Logo blanco
Logo
¿Qué necesitas?

La Pérgola de las Flores: un clásico nacido en el corazón de Santiago

Un día como hoy, en 1960, se estrenó en la Sala Camilo Henríquez de Santiago La Pérgola de las Flores, una de las comedias musicales más emblemáticas del teatro chileno y una obra que, hasta hoy, forma parte del imaginario cultural del país.

El guion fue escrito por Isidora Aguirre y contó con la dirección de Eugenio Guzmán, composición musical y letras de Francisco Flores del Campo y arreglos musicales del reconocido pianista Vicente Bianchi. El elenco se componía de 35 actores y actrices

El elenco, compuesto por más de treinta actores y actrices del teatro ensayo de la Universidad Católica de Chile, destacando entre ellos Silvia Piñiero, Ana González y Carmen Barros, rápidamente traspasó el escenario, convirtiéndose en un fenómeno de gran alcance en la escena cultural de la época y alcanzando incluso proyección internacional.
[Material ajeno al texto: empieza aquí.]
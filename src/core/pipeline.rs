use crate::core::loader::load_raw_table;
use crate::core::profile::BankProfile;
use crate::core::reconcile::reconcile;
use crate::core::unify::unify;
use crate::core::{Pipeline, RawTable, Storage, UnifiedTable};
use crate::utils::error::Result;
use crate::utils::validation::validate_row_count;

/// Runs one bank's export through load, header check and unification.
pub struct BankPipeline<'a, S: Storage> {
    profile: &'a BankProfile,
    source: &'a S,
    sink: Option<&'a S>,
    min_rows: usize,
}

impl<'a, S: Storage> BankPipeline<'a, S> {
    pub fn new(profile: &'a BankProfile, source: &'a S) -> Self {
        Self {
            profile,
            source,
            sink: None,
            min_rows: 0,
        }
    }

    /// Write unified tables to `sink` as `<bank>_unified.csv`.
    pub fn with_sink(mut self, sink: &'a S) -> Self {
        self.sink = Some(sink);
        self
    }

    pub fn with_min_rows(mut self, min_rows: usize) -> Self {
        self.min_rows = min_rows;
        self
    }

    pub fn output_filename(&self) -> String {
        format!("{}_unified.csv", self.profile.name())
    }
}

impl<S: Storage> Pipeline for BankPipeline<'_, S> {
    fn extract(&self) -> Result<RawTable> {
        let raw = load_raw_table(self.source, self.profile.dialect())?;
        raw.log_info(self.profile.name());
        Ok(raw)
    }

    fn transform(&self, raw: RawTable) -> Result<UnifiedTable> {
        validate_row_count(self.profile.name(), raw.row_count(), self.min_rows)?;

        let report = reconcile(&raw.headers, self.profile);
        tracing::debug!(
            "{}: {} unmatched, {} unused headers",
            self.profile.name(),
            report.unmatched.len(),
            report.unused.len()
        );

        let unified = unify(&raw, self.profile)?;
        tracing::debug!(
            "{}: unified {} rows into {:?}",
            self.profile.name(),
            unified.row_count(),
            unified.column_names()
        );
        Ok(unified)
    }

    fn load(&self, unified: &UnifiedTable) -> Result<Option<String>> {
        let Some(sink) = self.sink else {
            return Ok(None);
        };

        let filename = self.output_filename();
        let data = unified.to_csv_bytes()?;
        tracing::debug!("Writing {} ({} bytes)", filename, data.len());
        sink.write_file(&filename, &data)?;
        Ok(Some(filename))
    }
}
use crate::core::profile::{BankDialect, CsvEncoding};
use crate::domain::model::RawTable;
use crate::domain::ports::Storage;
use crate::utils::error::{EtlError, Result};
use csv::ReaderBuilder;
use std::borrow::Cow;

const UTF8_BOM: &[u8] = b"\xEF\xBB\xBF";

// Bytes with no assigned character in windows-1252.
const CP1252_UNDEFINED: [u8; 5] = [0x81, 0x8D, 0x8F, 0x90, 0x9D];

/// Decodes `bytes` with exactly one encoding; malformed input is an error, never replaced.
pub fn decode(bytes: &[u8], encoding: CsvEncoding) -> Option<Cow<'_, str>> {
    match encoding {
        CsvEncoding::Utf8 => {
            let bytes = bytes.strip_prefix(UTF8_BOM).unwrap_or(bytes);
            encoding_rs::UTF_8.decode_without_bom_handling_and_without_replacement(bytes)
        }
        // encoding_rs maps the undefined bytes to C1 controls instead of failing.
        CsvEncoding::Cp1252 => {
            if bytes.iter().any(|b| CP1252_UNDEFINED.contains(b)) {
                return None;
            }
            encoding_rs::WINDOWS_1252.decode_without_bom_handling_and_without_replacement(bytes)
        }
        // Every byte is a valid latin-1 code point.
        CsvEncoding::Iso8859_1 => Some(encoding_rs::mem::decode_latin1(bytes)),
    }
}

/// Skips `count` physical lines, returning what follows.
fn skip_lines(text: &str, count: usize) -> &str {
    let mut rest = text;
    for _ in 0..count {
        match rest.find('\n') {
            Some(pos) => rest = &rest[pos + 1..],
            None => return "",
        }
    }
    rest
}

/// Parses already-decoded CSV text according to `dialect`.
pub fn parse_raw_table(text: &str, dialect: &BankDialect) -> Result<RawTable> {
    let body = skip_lines(text, dialect.header_row_offset);

    let mut reader = ReaderBuilder::new()
        .delimiter(dialect.csv_delimiter.as_byte())
        .has_headers(true)
        .flexible(true)
        .from_reader(body.as_bytes());

    let headers: Vec<String> = reader.headers()?.iter().map(str::to_string).collect();
    let mut rows = Vec::new();
    for record in reader.records() {
        let record = record?;
        rows.push(record.iter().map(str::to_string).collect());
    }

    let mut table = RawTable::new(headers, rows);
    let trailing = dialect.trailing_rows();
    if trailing > 0 {
        tracing::debug!("{}: dropping {} trailing rows", dialect.name, trailing);
        table.drop_trailing_rows(trailing);
    }
    Ok(table)
}

/// Loads `<bank name>/<filename>` from `storage` using the bank's dialect.
pub fn load_raw_table<S: Storage>(storage: &S, dialect: &BankDialect) -> Result<RawTable> {
    let path = format!("{}/{}", dialect.name, dialect.filename);

    if !storage.exists(&path) {
        tracing::error!("CSV file not found: {}", path);
        return Err(EtlError::FileNotFoundError { path });
    }

    let bytes = storage.read_file(&path)?;
    let text = decode(&bytes, dialect.csv_encoding).ok_or_else(|| {
        tracing::error!(
            "Failed to load CSV at {} with delimiter '{}' and encoding '{}'",
            path,
            dialect.csv_delimiter,
            dialect.csv_encoding
        );
        EtlError::DecodeError {
            path: path.clone(),
            encoding: dialect.csv_encoding.to_string(),
        }
    })?;

    let table = parse_raw_table(&text, dialect)?;

    tracing::info!("Loaded CSV file for {} at {}", dialect.name, path);
    if dialect.header_row_offset > 0 {
        tracing::info!("Skipped {} header rows", dialect.header_row_offset);
    }
    Ok(table)
}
Esta obra, ambientada en las primeras décadas del siglo XX, relata la historia de Carmela, una joven que llega a Santiago desde el campo, a trabajar con su madrina en la pérgola de las flores. Rosaura, su madrina, se entera del proyecto de ensanchar la Alameda el cual pone en peligro su lugar de trabajo. Las pergoleras luchan para salvar la pérgola a través de protestas y esfuerzos para aliarse con la elite e influir el voto del alcalde en el proyecto, mostrando así el contraste entre la tradición y la cultura de campo versus una aristocracia que miraba a Europa como referente de modernidad y urbanismo.

La obra tiene un fuerte anclaje en un anclaje en un lugar real. La pérgola original se ubicaba en plena Alameda, frente a la Iglesia de San Francisco, y tuvo su origen a comienzos del siglo XX, cuando floristas ofrecían sus productos a los fieles que salían de misa los domingos. Con el tiempo, ese espacio —entre calles Estado y San Antonio— fue tomando forma hasta que en 1910 el alcalde les otorgó mesones, consolidándolo como el mercado de flores oficial de Santiago. Más adelante, en 1927, y por impulso del entonces ministro de Hacienda Pablo Ramírez, se construyó una estructura definitiva con pilares y puestos establecidos. Así, la pérgola no solo se convirtió en un centro de comercio, sino también en un lugar de encuentro y vida cotidiana para la ciudad.

Con el paso del tiempo, este espacio fue transformándose. En 1948 la pérgola fue trasladada desde el centro hacia la ribera norte del río Mapocho, donde las floristas continuaron su trabajo, manteniendo una tradición que ha logrado proyectarse hasta hoy. Incluso en su ubicación actual, sigue siendo un lugar reconocido, vinculado a la identidad urbana de Santiago.

Uno de los aspectos más significativos de la obra es su proceso de creación. El texto original fue iniciado por Santiago del Campo, pero fue Isidora Aguirre quien, tras investigar en archivos la historia de Santiago, revisar publicaciones de la época y conversar directamente con las pergoleras, construyó la versión definitiva. Este trabajo permitió dar forma a una historia que, si bien es ficción, recoge elementos reales de la vida social y urbana de la ciudad.

A más de seis décadas de su estreno, La pérgola de las flores continúa siendo representada en teatros, colegios y espacios culturales a lo largo del país. Sus personajes, sus canciones y su lenguaje siguen presentes en la memoria colectiva, reflejando una forma de vida, de habitar la ciudad y de entender la cultura popular.

Recordar su estreno es también una forma de volver sobre esos espacios y reconocer en ellos parte de la historia de Santiago. Porque en la pérgola, más allá de la ficción,  se cruzan oficios, tradiciones y relatos que forman parte de nuestra identidad.